Scotiabank commodity economist Rory Johnston said zinc remains the “bullish story” in base metals, driven mainly by supply contraction, while nickel is receiving support from concerns about political risk in the Philippines, now the world’s largest source of mined nickel. “But copper still faces considerable headwinds from oversupply, sluggish demand and a sluggish global economy,” he said.
Robert Edwards of London-based CRU Group noted that copper mine supply has “exceeded all expectations” so far this year, due to an extremely low level of mine disruptions and the ramp-up of new projects. Consequently, CRU expects the copper market to be in a 300,000-tonne-plus surplus in 2016.

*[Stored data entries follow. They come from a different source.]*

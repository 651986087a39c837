//! Collaborator traits the simulation reports to
//!
//! The simulation never waits on these. Every method has a no-op default so
//! a collaborator only implements what it cares about.

use crate::sim::effects::EffectKind;

/// Feedback sink for rendering, sound and VFX
pub trait Presentation {
    /// A brick took one or more unit hits
    fn on_brick_hit(&mut self, _brick_id: u32, _destroyed: bool) {}

    /// A life was lost and the level will reset after the delay
    fn on_life_lost(&mut self, _lives_left: u32) {}

    fn on_game_over(&mut self, _score: u64) {}

    fn on_victory(&mut self, _score: u64) {}

    fn on_effect_triggered(&mut self, _kind: EffectKind) {}
}

/// Scene flow: called at most once per match, on the terminal transition
pub trait FlowController {
    fn on_game_over(&mut self) {}

    fn on_victory(&mut self) {}
}

/// Ignores everything
#[derive(Debug, Clone, Copy, Default)]
pub struct NullHooks;

impl Presentation for NullHooks {}

impl FlowController for NullHooks {}
//! Readiness scoring: aggregating spot state into piece and project
//! readiness.
//!
//! A piece's readiness is a weighted average over its active spots, where
//! each spot contributes more at higher readiness levels and less the
//! longer it sits unpracticed past its due date. A project's readiness is
//! the plain average over its pieces, with spotless pieces counted as 0 so
//! an unprepared programme pulls its own average down.
//!
//! Band thresholds are configuration, not part of the algorithm.

use chrono::{DateTime, Utc};
use serde::{Deserialize, Serialize};

use crate::error::ValidationError;
use crate::repertoire::{Piece, Project};
use crate::spot::{ColorTag, ReadinessLevel, Spot};

/// Qualitative readiness band for a 0-100 score.
#[derive(Debug, Clone, Copy, Serialize, Deserialize, PartialEq, Eq, PartialOrd, Ord)]
#[serde(rename_all = "snake_case")]
pub enum ReadinessBand {
    NotReady,
    Developing,
    NearlyReady,
    PerformanceReady,
}

impl ReadinessBand {
    /// Human-readable label.
    pub fn label(self) -> &'static str {
        match self {
            ReadinessBand::NotReady => "Not Ready",
            ReadinessBand::Developing => "Developing",
            ReadinessBand::NearlyReady => "Nearly Ready",
            ReadinessBand::PerformanceReady => "Performance Ready",
        }
    }
}

/// Score thresholds separating the readiness bands.
#[derive(Debug, Clone, Copy, Serialize, Deserialize, PartialEq)]
pub struct ReadinessThresholds {
    /// Scores below this are Not Ready
    pub developing: f64,
    /// Scores below this (and at least `developing`) are Developing
    pub nearly_ready: f64,
    /// Scores at or above this are Performance Ready
    pub performance_ready: f64,
}

impl ReadinessThresholds {
    /// Check that thresholds are ordered and within [0, 100].
    pub fn validate(&self) -> Result<(), ValidationError> {
        let ordered = self.developing < self.nearly_ready
            && self.nearly_ready < self.performance_ready;
        let in_range = (0.0..=100.0).contains(&self.developing)
            && (0.0..=100.0).contains(&self.performance_ready);
        if !ordered || !in_range {
            return Err(ValidationError::InvalidValue {
                field: "readiness_thresholds".to_string(),
                message: format!(
                    "thresholds must be ordered within [0, 100], got {} / {} / {}",
                    self.developing, self.nearly_ready, self.performance_ready
                ),
            });
        }
        Ok(())
    }
}

impl Default for ReadinessThresholds {
    fn default() -> Self {
        Self {
            developing: 40.0,
            nearly_ready: 70.0,
            performance_ready: 90.0,
        }
    }
}

/// Project-level readiness report.
#[derive(Debug, Clone, Serialize, Deserialize)]
pub struct ProjectReadiness {
    /// Average piece readiness, 0-100
    pub overall_score: f64,
    pub band: ReadinessBand,
    /// Prioritized, rule-based guidance. Deterministic for given inputs.
    pub recommendations: Vec<String>,
}

/// Per-piece readiness detail inside a project report.
#[derive(Debug, Clone, Serialize, Deserialize)]
pub struct PieceReadiness {
    pub piece_id: String,
    pub title: String,
    pub score: f64,
    pub band: ReadinessBand,
    /// Active, unmastered spots that are due and flagged red or overdue
    pub critical_spots: usize,
}

/// Readiness scorer with configurable band thresholds.
#[derive(Debug, Clone)]
pub struct ReadinessScorer {
    thresholds: ReadinessThresholds,
}

/// How many days of concert runway trigger deadline-driven guidance.
const DEADLINE_HORIZON_DAYS: i64 = 14;

impl ReadinessScorer {
    /// Create a scorer with default thresholds.
    pub fn new() -> Self {
        Self {
            thresholds: ReadinessThresholds::default(),
        }
    }

    /// Create with custom thresholds.
    pub fn with_thresholds(thresholds: ReadinessThresholds) -> Self {
        Self { thresholds }
    }

    /// Current thresholds.
    pub fn thresholds(&self) -> &ReadinessThresholds {
        &self.thresholds
    }

    /// Nominal contribution of a readiness level, in [0, 1].
    fn level_score(level: ReadinessLevel) -> f64 {
        match level {
            ReadinessLevel::New => 0.1,
            ReadinessLevel::Learning => 0.4,
            ReadinessLevel::Review => 0.7,
            ReadinessLevel::Mastered => 1.0,
        }
    }

    /// Discount for a spot sitting unpracticed past its due date.
    /// 1.0 when current; halves after a week overdue.
    fn overdue_factor(spot: &Spot, now: DateTime<Utc>) -> f64 {
        let overdue_days = spot.overdue_minutes(now) as f64 / 1440.0;
        1.0 / (1.0 + overdue_days / 7.0)
    }

    /// Readiness of a piece, 0-100, from its spots.
    ///
    /// Weighted average over active spots: each spot is weighted by its
    /// difficulty, contributes more at higher readiness levels, and is
    /// discounted by overdue-ness. A piece with zero active spots scores
    /// 0: empty pieces are "not started", not undefined.
    pub fn piece_readiness(&self, spots: &[Spot], now: DateTime<Utc>) -> f64 {
        let mut weighted_sum = 0.0;
        let mut weight_total = 0.0;

        for spot in spots.iter().filter(|s| s.active) {
            let weight = spot.difficulty as f64;
            let contribution = Self::level_score(spot.readiness) * Self::overdue_factor(spot, now);
            weighted_sum += weight * contribution;
            weight_total += weight;
        }

        if weight_total == 0.0 {
            return 0.0;
        }
        (weighted_sum / weight_total * 100.0).clamp(0.0, 100.0)
    }

    /// Band for a 0-100 score under the configured thresholds.
    pub fn band_for(&self, score: f64) -> ReadinessBand {
        if score >= self.thresholds.performance_ready {
            ReadinessBand::PerformanceReady
        } else if score >= self.thresholds.nearly_ready {
            ReadinessBand::NearlyReady
        } else if score >= self.thresholds.developing {
            ReadinessBand::Developing
        } else {
            ReadinessBand::NotReady
        }
    }

    /// Whether a spot counts as critical: active, unmastered, and either
    /// flagged red or sitting at/past its due date.
    pub fn is_critical(spot: &Spot, now: DateTime<Utc>) -> bool {
        spot.active
            && spot.readiness < ReadinessLevel::Mastered
            && (spot.color == ColorTag::Red || spot.is_due(now))
    }

    /// Per-piece readiness breakdown, preserving the given piece order.
    pub fn piece_breakdown(
        &self,
        pieces: &[(Piece, Vec<Spot>)],
        now: DateTime<Utc>,
    ) -> Vec<PieceReadiness> {
        pieces
            .iter()
            .map(|(piece, spots)| {
                let score = self.piece_readiness(spots, now);
                PieceReadiness {
                    piece_id: piece.id.clone(),
                    title: piece.title.clone(),
                    score,
                    band: self.band_for(score),
                    critical_spots: spots.iter().filter(|s| Self::is_critical(s, now)).count(),
                }
            })
            .collect()
    }

    /// Project readiness: overall score, band, and prioritized
    /// recommendations.
    ///
    /// The score is the plain average over the supplied pieces; pieces
    /// without spots contribute 0 rather than being excluded, so an empty
    /// programme pulls the average down. Recommendations are ordered:
    /// deadline-driven guidance first, then per-piece critical-spot
    /// focus messages (most critical first), then warnings for spotless
    /// pieces, then a band-default message when no deadline is pressing.
    pub fn project_readiness(
        &self,
        project: &Project,
        pieces: &[(Piece, Vec<Spot>)],
        now: DateTime<Utc>,
    ) -> ProjectReadiness {
        let breakdown = self.piece_breakdown(pieces, now);

        let overall_score = if breakdown.is_empty() {
            0.0
        } else {
            breakdown.iter().map(|p| p.score).sum::<f64>() / breakdown.len() as f64
        };
        let band = self.band_for(overall_score);

        let mut recommendations = Vec::new();

        let deadline_pressing = match project.days_to_concert(now) {
            Some(days) if days <= DEADLINE_HORIZON_DAYS => {
                if days < 0 {
                    recommendations
                        .push("Concert date has passed: update the project deadline".to_string());
                } else {
                    recommendations.push(format!(
                        "Concert in {} days: prioritize performance readiness",
                        days
                    ));
                }
                true
            }
            _ => false,
        };

        let mut critical: Vec<&PieceReadiness> =
            breakdown.iter().filter(|p| p.critical_spots > 0).collect();
        critical.sort_by(|a, b| {
            b.critical_spots
                .cmp(&a.critical_spots)
                .then_with(|| a.title.cmp(&b.title))
        });
        for piece in critical {
            recommendations.push(format!(
                "Focus on {}: {} critical spot{}",
                piece.title,
                piece.critical_spots,
                if piece.critical_spots == 1 { "" } else { "s" }
            ));
        }

        if breakdown.is_empty() {
            recommendations.push("No pieces assigned to this project yet".to_string());
        }
        for piece in breakdown.iter().filter(|p| p.score == 0.0) {
            recommendations.push(format!(
                "No practice progress in {}: mark spots to start tracking readiness",
                piece.title
            ));
        }

        if !deadline_pressing {
            recommendations.push(
                match band {
                    ReadinessBand::NotReady => {
                        "Overall readiness is low: build a daily practice routine"
                    }
                    ReadinessBand::Developing => {
                        "Keep working the weakest spots to raise overall readiness"
                    }
                    ReadinessBand::NearlyReady => "Start full run-throughs to consolidate",
                    ReadinessBand::PerformanceReady => {
                        "Maintain muscle memory with short review sessions"
                    }
                }
                .to_string(),
            );
        }

        ProjectReadiness {
            overall_score,
            band,
            recommendations,
        }
    }
}

impl Default for ReadinessScorer {
    fn default() -> Self {
        Self::new()
    }
}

Reduced demand plagues uranium, diamonds
The uranium sector has been under siege since the 2011 Fukushima nuclear disaster in Japan, with prices under continued pressure from both reduced demand and oversupply. Cameco reported a Q2 net loss of US$137 million compared with net earnings of US$88 million a year earlier. In France, state-controlled Areva is being restructured after years of heavy losses. The government plans to inject US$4.4 billion to rescue Areva, assuming European Union anti-trust regulators are satisfied the plan will not unduly distort competition in the single market.
Diamonds may be forever but sales vary as a barometer of luxury markets. De Beers based its 2016 outlook on expectations of “positive but subdued” economic growth, with downside risks expected to prevail. The company reported a 19 per cent drop in diamond production in Q2 2016, reflecting a decision to reduce supply in response to weak market conditions in 2015. However, De Beers also announced in August that production had begun at its 51 per cent-owned Gahcho Kué diamond mine in the Northwest Territories, which will produce an average of 4.5 million karats per year over an expected 13-year life.
Dominion Diamond Corporation recovered 1.58 million karats of diamonds in the second quarter, 26 per cent lower than Q2 2015. The company operates the Ekati mine and owns 40 per cent of the Diavik mine, both in the Northwest Territories.